### EXERCISE REQUIREMENTS
Write only how many lines in this data include "prefix".

*** Opening of RECORDS TO PROCESS ***

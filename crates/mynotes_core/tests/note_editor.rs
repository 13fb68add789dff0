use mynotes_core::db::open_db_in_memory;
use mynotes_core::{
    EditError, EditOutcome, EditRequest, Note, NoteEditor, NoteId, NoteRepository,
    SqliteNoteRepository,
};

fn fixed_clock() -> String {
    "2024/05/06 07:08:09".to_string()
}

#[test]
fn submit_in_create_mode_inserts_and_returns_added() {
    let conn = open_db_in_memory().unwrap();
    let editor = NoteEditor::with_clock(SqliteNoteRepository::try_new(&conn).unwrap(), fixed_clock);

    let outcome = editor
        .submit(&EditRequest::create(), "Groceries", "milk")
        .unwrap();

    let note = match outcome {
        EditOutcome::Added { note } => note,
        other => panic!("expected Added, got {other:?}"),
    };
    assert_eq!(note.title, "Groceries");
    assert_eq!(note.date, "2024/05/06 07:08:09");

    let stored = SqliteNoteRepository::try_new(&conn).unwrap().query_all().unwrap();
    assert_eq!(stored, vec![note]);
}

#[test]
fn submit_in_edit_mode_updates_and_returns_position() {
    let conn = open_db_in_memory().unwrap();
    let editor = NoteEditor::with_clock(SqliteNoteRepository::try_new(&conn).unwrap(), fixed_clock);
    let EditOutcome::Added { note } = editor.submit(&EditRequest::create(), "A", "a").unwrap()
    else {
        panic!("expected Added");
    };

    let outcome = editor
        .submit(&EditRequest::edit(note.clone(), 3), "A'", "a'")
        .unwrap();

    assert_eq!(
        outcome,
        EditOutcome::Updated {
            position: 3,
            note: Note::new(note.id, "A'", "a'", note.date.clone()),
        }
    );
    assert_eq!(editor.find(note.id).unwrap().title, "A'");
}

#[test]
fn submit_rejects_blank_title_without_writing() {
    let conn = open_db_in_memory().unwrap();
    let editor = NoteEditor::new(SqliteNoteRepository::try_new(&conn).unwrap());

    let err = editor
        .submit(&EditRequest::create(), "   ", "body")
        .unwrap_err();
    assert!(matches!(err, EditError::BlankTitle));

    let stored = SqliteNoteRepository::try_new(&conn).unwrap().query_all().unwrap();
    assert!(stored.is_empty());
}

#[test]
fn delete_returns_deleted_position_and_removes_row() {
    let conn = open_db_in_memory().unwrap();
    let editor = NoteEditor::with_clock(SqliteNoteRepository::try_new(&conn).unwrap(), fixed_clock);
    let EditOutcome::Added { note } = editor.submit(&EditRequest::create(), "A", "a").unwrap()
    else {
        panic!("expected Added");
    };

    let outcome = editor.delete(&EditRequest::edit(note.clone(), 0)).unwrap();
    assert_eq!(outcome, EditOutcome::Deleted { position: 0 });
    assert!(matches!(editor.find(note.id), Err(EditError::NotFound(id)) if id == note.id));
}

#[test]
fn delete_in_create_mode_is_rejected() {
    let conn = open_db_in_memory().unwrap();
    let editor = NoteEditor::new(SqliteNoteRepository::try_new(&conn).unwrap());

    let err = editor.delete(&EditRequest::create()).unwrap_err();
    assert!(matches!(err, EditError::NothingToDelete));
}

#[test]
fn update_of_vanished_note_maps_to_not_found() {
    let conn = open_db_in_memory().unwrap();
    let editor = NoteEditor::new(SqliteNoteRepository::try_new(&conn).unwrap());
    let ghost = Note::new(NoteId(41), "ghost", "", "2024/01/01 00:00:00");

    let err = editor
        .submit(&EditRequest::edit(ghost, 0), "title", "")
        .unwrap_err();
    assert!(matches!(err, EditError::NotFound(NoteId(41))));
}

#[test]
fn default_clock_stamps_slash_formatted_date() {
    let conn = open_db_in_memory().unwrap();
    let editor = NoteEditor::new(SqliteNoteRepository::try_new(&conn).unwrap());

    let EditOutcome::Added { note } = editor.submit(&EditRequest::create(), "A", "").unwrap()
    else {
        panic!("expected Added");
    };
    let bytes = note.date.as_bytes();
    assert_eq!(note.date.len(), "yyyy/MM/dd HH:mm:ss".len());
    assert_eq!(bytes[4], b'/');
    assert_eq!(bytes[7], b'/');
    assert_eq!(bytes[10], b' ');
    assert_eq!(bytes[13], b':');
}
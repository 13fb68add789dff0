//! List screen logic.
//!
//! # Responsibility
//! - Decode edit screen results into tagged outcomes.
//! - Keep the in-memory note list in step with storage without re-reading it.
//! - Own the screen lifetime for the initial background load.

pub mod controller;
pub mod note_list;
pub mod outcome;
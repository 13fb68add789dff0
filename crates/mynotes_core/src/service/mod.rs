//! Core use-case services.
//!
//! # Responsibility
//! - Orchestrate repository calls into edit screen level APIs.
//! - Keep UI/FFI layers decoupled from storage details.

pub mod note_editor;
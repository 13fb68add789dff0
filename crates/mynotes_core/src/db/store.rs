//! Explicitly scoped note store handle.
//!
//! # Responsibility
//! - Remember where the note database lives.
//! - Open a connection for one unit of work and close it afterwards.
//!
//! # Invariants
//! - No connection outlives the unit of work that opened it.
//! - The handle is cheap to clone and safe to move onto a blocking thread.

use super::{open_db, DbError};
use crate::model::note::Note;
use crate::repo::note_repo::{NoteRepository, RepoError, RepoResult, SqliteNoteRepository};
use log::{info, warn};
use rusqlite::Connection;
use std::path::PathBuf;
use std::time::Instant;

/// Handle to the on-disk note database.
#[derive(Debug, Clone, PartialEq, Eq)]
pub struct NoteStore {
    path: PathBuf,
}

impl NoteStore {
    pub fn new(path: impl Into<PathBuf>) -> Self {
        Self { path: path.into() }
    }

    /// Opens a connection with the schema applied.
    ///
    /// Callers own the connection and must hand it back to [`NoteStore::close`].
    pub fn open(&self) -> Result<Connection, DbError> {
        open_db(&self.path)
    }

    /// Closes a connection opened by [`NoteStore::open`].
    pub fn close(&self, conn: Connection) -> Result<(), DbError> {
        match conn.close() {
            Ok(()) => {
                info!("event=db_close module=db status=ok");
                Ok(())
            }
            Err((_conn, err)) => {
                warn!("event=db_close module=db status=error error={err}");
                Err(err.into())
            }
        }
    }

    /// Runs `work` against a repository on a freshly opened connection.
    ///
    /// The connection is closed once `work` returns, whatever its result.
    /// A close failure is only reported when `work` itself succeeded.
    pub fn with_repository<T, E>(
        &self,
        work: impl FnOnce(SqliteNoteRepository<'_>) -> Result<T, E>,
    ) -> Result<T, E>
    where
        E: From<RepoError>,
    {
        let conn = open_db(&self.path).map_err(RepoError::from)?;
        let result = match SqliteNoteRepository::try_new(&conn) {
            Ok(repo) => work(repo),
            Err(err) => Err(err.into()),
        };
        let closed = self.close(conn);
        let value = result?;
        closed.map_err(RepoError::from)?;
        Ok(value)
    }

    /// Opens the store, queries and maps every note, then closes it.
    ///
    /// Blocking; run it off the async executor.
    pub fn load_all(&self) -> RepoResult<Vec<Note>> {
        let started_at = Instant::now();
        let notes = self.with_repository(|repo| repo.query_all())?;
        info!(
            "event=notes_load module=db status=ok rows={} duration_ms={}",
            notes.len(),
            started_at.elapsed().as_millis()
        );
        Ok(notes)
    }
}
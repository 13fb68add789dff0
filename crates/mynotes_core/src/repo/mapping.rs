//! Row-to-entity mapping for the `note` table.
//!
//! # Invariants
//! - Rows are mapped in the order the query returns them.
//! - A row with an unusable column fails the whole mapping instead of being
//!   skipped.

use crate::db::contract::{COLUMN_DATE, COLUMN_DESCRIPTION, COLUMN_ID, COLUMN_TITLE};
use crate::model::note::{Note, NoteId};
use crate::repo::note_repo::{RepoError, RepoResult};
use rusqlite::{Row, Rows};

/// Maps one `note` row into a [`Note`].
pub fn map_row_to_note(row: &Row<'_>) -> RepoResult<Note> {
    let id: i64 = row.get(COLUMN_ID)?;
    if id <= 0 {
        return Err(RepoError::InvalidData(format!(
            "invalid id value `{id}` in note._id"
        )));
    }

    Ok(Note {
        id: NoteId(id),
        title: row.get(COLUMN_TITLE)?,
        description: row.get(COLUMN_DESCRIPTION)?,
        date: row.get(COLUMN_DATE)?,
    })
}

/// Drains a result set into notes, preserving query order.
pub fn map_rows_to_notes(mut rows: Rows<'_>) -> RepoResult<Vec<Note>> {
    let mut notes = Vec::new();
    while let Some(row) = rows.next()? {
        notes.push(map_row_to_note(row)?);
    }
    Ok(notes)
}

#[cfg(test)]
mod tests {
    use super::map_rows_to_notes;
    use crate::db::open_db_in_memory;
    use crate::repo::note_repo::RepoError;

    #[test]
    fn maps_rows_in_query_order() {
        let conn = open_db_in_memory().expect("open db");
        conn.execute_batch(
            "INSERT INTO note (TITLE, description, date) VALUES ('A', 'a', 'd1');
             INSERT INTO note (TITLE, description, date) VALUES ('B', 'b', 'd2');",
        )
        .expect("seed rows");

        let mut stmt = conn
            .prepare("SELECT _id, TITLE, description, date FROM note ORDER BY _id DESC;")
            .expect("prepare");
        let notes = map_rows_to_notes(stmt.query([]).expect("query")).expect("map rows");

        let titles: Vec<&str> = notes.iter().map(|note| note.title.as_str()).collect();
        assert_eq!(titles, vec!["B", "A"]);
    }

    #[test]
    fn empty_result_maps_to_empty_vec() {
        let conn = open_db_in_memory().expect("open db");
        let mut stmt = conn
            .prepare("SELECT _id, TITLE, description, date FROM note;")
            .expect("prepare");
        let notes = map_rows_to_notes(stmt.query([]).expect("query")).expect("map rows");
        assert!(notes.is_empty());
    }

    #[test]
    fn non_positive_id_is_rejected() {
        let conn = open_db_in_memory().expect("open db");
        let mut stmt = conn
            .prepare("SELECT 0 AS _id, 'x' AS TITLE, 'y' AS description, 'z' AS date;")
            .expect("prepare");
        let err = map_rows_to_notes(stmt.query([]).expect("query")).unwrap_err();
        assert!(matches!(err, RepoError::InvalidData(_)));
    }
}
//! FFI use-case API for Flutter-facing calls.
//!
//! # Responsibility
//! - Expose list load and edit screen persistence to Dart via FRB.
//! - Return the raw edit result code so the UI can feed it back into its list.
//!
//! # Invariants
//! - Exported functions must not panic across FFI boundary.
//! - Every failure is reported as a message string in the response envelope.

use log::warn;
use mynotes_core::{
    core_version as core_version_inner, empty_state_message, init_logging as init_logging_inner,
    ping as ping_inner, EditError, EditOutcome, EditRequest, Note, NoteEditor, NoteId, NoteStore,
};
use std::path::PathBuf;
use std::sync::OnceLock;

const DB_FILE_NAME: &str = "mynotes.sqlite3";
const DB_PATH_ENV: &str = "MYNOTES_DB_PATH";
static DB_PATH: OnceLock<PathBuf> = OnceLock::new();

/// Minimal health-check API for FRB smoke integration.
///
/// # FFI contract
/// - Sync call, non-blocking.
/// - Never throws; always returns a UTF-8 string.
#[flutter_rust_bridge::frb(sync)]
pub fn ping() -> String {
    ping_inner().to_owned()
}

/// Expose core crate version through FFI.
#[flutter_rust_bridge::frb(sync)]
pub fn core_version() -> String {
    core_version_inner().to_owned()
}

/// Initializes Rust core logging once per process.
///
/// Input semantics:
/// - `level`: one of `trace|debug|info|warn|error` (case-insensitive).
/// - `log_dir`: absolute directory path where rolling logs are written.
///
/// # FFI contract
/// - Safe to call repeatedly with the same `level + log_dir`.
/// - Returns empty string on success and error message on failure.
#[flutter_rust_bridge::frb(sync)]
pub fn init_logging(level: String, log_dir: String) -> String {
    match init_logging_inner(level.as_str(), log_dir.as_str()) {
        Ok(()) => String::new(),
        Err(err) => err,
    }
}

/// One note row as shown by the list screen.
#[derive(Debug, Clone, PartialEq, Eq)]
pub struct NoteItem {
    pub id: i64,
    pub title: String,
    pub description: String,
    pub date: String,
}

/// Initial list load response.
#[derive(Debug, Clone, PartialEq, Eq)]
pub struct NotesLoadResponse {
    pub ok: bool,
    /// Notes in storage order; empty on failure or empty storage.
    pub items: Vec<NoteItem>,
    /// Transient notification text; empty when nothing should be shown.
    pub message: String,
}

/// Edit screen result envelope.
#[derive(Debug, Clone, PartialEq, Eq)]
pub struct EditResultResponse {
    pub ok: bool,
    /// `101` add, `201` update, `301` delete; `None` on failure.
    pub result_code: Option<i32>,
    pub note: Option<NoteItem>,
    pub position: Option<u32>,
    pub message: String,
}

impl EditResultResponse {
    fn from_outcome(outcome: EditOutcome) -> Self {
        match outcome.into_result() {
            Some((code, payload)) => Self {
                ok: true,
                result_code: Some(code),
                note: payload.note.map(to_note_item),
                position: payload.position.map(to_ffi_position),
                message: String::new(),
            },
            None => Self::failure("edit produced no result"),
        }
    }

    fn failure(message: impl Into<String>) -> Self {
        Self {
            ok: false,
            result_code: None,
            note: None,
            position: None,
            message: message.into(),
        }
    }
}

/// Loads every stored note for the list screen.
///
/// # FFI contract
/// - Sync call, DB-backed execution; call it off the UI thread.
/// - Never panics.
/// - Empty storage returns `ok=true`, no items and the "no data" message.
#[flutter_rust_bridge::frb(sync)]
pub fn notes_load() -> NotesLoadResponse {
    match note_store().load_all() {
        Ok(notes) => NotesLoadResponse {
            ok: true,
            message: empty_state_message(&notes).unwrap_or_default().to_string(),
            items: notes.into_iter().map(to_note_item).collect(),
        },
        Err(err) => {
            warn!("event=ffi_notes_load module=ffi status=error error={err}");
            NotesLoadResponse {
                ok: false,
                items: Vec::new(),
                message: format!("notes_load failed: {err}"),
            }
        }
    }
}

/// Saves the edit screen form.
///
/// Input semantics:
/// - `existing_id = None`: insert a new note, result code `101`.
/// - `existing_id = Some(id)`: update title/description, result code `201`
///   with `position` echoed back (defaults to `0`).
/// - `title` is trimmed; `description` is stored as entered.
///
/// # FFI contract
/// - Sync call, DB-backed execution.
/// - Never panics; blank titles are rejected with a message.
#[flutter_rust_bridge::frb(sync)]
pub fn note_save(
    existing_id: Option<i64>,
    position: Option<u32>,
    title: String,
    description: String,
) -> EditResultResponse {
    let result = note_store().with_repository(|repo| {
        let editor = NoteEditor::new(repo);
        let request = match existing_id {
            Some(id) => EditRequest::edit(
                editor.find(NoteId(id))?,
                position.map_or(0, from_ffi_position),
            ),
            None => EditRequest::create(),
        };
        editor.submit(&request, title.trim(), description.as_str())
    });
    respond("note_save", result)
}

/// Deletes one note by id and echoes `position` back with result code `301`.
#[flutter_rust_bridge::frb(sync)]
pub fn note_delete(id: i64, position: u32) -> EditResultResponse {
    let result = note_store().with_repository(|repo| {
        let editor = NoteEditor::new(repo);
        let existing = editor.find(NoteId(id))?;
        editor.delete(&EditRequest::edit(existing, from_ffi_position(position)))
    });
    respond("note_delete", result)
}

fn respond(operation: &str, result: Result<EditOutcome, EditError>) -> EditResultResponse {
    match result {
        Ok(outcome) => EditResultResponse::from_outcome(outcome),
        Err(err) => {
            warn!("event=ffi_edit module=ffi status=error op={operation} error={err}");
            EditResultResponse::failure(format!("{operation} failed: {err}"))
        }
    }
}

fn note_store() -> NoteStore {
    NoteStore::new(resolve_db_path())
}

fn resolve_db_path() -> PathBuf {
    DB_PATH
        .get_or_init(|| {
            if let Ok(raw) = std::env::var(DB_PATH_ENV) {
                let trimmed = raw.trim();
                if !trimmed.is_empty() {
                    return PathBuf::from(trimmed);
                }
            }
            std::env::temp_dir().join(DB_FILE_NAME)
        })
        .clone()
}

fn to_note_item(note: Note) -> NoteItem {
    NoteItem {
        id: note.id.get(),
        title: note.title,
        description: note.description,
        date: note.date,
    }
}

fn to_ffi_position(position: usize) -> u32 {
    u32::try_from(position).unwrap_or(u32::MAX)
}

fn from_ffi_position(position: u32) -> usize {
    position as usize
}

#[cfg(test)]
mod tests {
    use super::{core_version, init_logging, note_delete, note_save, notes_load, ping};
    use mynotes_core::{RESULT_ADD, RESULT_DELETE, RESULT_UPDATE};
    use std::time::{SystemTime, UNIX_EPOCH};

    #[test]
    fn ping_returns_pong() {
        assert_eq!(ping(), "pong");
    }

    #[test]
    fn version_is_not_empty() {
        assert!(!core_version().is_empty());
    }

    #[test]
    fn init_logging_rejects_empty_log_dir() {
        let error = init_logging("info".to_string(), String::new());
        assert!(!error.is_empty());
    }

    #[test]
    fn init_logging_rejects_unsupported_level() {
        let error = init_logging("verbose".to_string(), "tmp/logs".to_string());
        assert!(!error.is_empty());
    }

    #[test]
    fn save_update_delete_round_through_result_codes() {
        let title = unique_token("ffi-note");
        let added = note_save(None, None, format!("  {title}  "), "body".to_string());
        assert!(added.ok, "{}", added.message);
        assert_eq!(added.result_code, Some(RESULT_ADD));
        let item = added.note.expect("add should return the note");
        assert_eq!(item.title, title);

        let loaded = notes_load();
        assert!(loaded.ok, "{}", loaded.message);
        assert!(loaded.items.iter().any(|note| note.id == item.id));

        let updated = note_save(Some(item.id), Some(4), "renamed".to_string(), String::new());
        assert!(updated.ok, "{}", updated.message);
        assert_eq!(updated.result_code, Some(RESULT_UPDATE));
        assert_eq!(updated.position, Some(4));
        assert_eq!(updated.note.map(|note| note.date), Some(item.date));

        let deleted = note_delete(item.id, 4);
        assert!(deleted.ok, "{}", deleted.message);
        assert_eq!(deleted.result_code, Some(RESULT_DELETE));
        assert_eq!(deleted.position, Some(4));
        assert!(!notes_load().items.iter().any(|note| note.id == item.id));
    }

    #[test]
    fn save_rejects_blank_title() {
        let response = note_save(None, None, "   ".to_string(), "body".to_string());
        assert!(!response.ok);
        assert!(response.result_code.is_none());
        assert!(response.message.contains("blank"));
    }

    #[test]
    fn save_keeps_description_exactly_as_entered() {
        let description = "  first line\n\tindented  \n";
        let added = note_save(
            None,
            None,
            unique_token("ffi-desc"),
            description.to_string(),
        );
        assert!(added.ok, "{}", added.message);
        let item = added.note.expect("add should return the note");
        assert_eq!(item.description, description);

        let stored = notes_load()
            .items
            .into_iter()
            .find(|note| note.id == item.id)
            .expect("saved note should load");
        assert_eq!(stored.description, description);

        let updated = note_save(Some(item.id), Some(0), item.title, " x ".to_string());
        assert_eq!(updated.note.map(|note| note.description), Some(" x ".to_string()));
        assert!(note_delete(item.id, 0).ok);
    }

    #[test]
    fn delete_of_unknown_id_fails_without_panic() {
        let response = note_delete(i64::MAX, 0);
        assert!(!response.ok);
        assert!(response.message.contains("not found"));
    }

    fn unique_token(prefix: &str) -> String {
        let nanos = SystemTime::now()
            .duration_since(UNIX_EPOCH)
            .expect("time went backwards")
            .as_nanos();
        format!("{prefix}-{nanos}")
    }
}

*** Close of RECORDS TO PROCESS ***

### OUTPUT
2